— EXERCISE GOAL —
Could you reproduce the lines below from the one with "pub fn export_wave_file(samples: &[u8])" through the one with "let mut out"? Keep both ends and add nothing.

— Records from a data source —
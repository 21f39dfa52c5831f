//! Mono 8-bit PCM wave file export

// SPDX-FileCopyrightText: © 2023 Marcus Rowe <undisbeliever@gmail.com>
//
// SPDX-License-Identifier: MIT

use crate::driver_constants::SAMPLE_RATE;

pub const WAVE_HEADER_LEN: usize = 44;

const WAVE_CHUNK_ID: [u8; 4] = [b'R', b'I', b'F', b'F'];
const WAVE_ID: [u8; 4] = [b'W', b'A', b'V', b'E'];
const FMT_CHUNK_ID: [u8; 4] = [b'f', b'm', b't', b' '];
const DATA_CHUNK_ID: [u8; 4] = [b'd', b'a', b't', b'a'];

const FMT_CHUNK_SIZE: u32 = 16;
const WAV_FORMAT_PCM_FORMAT: u16 = 1;

const N_CHANNELS: u16 = 1;
const BITS_PER_SAMPLE: u16 = 8;

// One byte per sample frame.
const BYTE_RATE: u32 = SAMPLE_RATE;
const BLOCK_ALIGN: u16 = 1;

/// Wraps unsigned 8-bit mono PCM samples in an uncompressed wave file.
///
/// An empty sample buffer is allowed and produces a header-only file.
/// The data chunk is padded to an even byte length.
pub fn export_wave_file(samples: &[u8]) -> Vec<u8> {
    let data_size = samples.len();
    let subchunk2_size = if data_size % 2 == 1 {
        data_size + 1
    } else {
        data_size
    };
    let chunk_size = subchunk2_size + WAVE_HEADER_LEN - 8;

    let mut out = Vec::with_capacity(WAVE_HEADER_LEN + subchunk2_size);

    out.extend_from_slice(&WAVE_CHUNK_ID);
    out.extend_from_slice(&(chunk_size as u32).to_le_bytes());
    out.extend_from_slice(&WAVE_ID);

    out.extend_from_slice(&FMT_CHUNK_ID);
    out.extend_from_slice(&FMT_CHUNK_SIZE.to_le_bytes());
    out.extend_from_slice(&WAV_FORMAT_PCM_FORMAT.to_le_bytes());
    out.extend_from_slice(&N_CHANNELS.to_le_bytes());
    out.extend_from_slice(&SAMPLE_RATE.to_le_bytes());
    out.extend_from_slice(&BYTE_RATE.to_le_bytes());
    out.extend_from_slice(&BLOCK_ALIGN.to_le_bytes());
    out.extend_from_slice(&BITS_PER_SAMPLE.to_le_bytes());

    out.extend_from_slice(&DATA_CHUNK_ID);
    out.extend_from_slice(&(subchunk2_size as u32).to_le_bytes());

    assert!(out.len() == WAVE_HEADER_LEN);

    out.extend_from_slice(samples);
    if data_size % 2 == 1 {
        out.push(0);
    }

    out
}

— RESULT —
pub fn export_wave_file(samples: &[u8]) -> Vec<u8> {
    let data_size = samples.len();
    let subchunk2_size = if data_size % 2 == 1 {
        data_size + 1
    } else {
        data_size
    };
    let chunk_size = subchunk2_size + WAVE_HEADER_LEN - 8;

    let mut out = Vec::with_capacity(WAVE_HEADER_LEN + subchunk2_size);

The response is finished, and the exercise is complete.